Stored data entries
________________________
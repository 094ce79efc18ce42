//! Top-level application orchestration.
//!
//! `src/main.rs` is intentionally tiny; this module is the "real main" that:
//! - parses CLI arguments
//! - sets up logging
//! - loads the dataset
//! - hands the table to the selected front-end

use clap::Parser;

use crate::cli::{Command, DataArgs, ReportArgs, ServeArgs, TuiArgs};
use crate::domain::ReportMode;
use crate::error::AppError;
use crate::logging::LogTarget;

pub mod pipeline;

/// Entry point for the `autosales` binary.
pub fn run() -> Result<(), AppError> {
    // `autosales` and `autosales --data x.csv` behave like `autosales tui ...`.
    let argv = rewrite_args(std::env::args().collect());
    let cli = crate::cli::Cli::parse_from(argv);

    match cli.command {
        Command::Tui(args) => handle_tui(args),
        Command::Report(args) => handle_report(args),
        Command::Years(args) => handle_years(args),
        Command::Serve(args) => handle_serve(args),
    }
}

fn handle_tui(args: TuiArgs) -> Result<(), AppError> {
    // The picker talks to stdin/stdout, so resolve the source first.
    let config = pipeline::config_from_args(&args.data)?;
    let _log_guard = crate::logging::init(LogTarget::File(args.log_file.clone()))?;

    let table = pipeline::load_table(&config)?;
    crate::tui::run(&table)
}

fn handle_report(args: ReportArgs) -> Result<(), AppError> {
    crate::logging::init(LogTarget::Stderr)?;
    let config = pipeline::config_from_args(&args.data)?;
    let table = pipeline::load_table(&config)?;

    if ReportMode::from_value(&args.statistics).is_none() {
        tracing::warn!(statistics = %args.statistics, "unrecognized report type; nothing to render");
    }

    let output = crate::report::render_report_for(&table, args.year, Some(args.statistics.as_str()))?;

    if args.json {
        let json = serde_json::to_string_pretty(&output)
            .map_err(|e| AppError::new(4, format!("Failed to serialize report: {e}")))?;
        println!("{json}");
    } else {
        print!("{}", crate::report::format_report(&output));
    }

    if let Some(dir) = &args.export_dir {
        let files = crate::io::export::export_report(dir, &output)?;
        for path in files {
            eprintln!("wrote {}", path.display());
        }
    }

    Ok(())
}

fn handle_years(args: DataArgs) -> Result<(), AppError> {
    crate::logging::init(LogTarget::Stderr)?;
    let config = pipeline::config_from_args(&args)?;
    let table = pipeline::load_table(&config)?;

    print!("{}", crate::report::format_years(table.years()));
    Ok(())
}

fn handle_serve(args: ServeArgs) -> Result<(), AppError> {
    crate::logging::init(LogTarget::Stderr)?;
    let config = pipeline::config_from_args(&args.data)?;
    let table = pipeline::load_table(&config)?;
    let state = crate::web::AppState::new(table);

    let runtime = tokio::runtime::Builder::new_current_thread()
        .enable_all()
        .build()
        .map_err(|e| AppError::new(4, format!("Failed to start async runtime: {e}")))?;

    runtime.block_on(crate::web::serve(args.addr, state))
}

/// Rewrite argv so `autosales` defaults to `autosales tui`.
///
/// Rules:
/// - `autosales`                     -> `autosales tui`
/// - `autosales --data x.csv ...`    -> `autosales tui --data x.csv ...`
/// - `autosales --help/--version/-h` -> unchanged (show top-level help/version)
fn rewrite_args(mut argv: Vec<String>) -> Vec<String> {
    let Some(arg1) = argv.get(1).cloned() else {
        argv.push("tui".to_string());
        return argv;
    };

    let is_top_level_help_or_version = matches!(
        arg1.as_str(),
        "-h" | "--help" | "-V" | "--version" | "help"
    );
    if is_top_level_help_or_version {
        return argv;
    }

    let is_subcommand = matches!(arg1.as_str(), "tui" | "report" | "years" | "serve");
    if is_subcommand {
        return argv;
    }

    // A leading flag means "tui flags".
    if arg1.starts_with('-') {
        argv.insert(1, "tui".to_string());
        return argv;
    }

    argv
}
________________________
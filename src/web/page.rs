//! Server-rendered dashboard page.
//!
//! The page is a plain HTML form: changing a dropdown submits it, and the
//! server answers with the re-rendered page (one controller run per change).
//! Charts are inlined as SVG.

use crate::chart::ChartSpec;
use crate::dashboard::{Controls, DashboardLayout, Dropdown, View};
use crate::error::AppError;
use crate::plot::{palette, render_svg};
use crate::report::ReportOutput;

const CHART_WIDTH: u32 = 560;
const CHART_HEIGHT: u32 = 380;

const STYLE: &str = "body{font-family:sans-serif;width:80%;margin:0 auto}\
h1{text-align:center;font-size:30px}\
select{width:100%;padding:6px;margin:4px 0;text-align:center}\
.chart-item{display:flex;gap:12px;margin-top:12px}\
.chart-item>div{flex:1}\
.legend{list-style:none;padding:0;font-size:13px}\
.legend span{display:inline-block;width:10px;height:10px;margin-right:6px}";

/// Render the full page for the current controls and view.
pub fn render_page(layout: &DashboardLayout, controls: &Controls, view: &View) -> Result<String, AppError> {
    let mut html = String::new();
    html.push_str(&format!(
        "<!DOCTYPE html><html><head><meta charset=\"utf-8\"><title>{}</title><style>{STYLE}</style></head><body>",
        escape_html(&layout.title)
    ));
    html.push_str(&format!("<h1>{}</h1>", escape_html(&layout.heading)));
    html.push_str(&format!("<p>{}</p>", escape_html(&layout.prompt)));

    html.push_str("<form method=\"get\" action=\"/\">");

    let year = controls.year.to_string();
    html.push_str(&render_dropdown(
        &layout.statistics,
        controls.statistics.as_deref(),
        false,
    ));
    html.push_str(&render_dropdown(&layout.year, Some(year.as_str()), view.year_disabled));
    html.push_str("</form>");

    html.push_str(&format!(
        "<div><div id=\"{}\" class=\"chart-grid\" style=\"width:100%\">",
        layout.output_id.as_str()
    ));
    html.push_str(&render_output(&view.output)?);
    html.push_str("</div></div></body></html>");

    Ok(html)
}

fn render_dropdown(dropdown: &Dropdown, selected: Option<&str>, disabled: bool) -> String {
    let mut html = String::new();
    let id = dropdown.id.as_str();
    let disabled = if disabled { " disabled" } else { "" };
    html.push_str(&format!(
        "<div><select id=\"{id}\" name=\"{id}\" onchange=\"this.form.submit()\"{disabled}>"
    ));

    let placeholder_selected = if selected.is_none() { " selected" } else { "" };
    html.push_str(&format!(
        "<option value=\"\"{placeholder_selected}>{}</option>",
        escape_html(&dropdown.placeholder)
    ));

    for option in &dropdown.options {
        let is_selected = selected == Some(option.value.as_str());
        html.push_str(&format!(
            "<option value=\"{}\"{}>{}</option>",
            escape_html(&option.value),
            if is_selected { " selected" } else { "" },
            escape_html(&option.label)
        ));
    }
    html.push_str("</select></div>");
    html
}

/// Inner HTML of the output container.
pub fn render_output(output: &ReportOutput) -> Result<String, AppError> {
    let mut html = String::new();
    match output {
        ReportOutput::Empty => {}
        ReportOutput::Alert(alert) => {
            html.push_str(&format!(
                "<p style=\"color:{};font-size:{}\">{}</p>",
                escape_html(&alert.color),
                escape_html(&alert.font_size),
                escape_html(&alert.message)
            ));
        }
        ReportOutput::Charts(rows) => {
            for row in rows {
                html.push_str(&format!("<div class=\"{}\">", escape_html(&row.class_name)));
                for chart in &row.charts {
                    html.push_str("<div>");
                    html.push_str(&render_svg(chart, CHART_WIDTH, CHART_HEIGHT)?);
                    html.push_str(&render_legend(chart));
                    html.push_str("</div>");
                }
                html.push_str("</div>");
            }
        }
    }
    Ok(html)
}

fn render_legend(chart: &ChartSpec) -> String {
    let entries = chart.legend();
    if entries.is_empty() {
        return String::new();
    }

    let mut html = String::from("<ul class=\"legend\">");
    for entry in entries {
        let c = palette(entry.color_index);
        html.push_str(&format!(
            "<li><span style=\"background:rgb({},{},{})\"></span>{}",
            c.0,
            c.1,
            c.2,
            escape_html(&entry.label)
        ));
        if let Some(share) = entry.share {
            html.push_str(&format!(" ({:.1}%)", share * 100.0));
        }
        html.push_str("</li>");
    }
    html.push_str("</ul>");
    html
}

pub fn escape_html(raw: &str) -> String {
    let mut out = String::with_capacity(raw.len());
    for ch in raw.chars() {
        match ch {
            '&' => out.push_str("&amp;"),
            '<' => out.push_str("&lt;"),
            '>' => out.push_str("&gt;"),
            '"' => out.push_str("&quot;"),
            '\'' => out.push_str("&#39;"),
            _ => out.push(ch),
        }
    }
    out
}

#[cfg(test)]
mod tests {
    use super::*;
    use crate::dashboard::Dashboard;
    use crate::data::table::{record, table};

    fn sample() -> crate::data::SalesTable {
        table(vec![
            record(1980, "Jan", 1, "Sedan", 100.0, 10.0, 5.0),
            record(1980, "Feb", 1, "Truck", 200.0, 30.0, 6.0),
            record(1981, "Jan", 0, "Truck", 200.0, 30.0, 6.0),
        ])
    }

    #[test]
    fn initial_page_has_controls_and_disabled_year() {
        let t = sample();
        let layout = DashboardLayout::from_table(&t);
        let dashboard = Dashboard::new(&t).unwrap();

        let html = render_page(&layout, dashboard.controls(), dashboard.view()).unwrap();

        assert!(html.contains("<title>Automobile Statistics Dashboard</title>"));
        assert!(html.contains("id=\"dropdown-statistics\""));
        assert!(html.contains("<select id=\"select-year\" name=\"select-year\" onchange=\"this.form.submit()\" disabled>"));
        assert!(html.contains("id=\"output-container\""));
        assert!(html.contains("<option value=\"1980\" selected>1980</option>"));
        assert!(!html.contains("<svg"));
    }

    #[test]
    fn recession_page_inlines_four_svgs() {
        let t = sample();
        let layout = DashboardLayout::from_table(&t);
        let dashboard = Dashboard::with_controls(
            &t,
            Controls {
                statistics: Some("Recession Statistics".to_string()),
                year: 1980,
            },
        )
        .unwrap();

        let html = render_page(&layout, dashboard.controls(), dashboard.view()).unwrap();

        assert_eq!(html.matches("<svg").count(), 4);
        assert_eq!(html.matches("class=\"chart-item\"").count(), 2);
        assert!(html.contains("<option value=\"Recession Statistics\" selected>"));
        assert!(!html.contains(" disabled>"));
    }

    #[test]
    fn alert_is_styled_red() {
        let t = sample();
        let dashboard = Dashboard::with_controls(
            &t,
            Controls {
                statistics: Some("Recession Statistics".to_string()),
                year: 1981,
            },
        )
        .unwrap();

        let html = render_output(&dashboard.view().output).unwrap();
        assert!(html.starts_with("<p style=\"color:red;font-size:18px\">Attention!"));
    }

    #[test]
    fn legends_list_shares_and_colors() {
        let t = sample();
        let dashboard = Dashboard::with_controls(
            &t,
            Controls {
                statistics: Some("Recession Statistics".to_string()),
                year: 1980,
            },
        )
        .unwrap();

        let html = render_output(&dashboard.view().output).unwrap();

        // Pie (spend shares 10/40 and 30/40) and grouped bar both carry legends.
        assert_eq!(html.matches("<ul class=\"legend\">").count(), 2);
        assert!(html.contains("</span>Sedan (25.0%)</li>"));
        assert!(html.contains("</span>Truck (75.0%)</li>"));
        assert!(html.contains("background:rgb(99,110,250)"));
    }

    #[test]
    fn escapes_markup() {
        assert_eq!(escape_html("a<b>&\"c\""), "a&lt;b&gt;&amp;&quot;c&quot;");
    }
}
________________________
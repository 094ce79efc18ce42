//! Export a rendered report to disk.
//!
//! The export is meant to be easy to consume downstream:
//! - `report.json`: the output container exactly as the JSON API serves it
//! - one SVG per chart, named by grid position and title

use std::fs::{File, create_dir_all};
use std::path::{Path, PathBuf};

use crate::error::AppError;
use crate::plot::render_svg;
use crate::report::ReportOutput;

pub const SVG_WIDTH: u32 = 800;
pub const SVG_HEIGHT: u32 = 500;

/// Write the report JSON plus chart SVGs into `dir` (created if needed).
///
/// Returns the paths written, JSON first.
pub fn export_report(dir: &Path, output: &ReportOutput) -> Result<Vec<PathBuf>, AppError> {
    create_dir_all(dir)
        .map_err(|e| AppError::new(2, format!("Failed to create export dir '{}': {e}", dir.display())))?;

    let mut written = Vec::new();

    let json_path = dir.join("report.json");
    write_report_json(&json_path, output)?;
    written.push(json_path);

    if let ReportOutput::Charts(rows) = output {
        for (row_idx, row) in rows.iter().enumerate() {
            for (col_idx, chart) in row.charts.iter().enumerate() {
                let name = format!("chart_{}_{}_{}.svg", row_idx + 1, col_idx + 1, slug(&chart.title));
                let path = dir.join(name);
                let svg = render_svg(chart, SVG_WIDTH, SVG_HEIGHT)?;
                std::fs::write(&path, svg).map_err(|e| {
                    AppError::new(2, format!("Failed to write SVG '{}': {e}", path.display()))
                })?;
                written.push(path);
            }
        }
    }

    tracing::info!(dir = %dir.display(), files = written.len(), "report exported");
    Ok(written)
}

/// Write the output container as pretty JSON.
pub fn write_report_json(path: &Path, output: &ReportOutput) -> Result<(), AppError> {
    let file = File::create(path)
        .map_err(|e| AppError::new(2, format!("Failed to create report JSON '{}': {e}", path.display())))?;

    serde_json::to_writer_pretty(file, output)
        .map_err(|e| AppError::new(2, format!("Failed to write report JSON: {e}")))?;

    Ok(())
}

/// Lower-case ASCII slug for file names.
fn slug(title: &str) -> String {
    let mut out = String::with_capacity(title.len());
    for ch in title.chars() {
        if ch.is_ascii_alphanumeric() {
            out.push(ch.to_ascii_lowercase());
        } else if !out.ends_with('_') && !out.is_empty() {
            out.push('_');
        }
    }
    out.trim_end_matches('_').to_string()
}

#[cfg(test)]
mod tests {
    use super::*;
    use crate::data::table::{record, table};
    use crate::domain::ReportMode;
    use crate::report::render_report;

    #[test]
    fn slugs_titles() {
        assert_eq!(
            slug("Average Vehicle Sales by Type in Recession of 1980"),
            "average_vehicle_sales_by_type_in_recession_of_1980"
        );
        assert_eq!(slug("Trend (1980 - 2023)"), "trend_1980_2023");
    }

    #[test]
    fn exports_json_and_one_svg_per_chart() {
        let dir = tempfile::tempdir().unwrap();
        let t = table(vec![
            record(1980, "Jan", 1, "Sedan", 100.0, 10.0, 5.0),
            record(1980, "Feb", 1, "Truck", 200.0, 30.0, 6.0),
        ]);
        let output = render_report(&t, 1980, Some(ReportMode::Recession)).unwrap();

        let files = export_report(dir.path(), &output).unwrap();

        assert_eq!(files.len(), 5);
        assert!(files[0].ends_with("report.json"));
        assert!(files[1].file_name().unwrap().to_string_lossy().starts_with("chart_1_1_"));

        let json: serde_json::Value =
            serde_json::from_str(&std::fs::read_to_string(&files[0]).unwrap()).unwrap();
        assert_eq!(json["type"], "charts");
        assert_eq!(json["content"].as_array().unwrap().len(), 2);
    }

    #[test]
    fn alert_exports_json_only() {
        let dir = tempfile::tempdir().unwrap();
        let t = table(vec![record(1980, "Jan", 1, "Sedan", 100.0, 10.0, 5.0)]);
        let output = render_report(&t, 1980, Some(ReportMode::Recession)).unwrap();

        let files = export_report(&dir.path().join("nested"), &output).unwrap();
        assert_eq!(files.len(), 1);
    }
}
________________________
Among the records above, find the lines that contain "align" and copy every one.

Answer to this exercise.
h1{text-align:center;font-size:30px}\
select{width:100%;padding:6px;margin:4px 0;text-align:center}\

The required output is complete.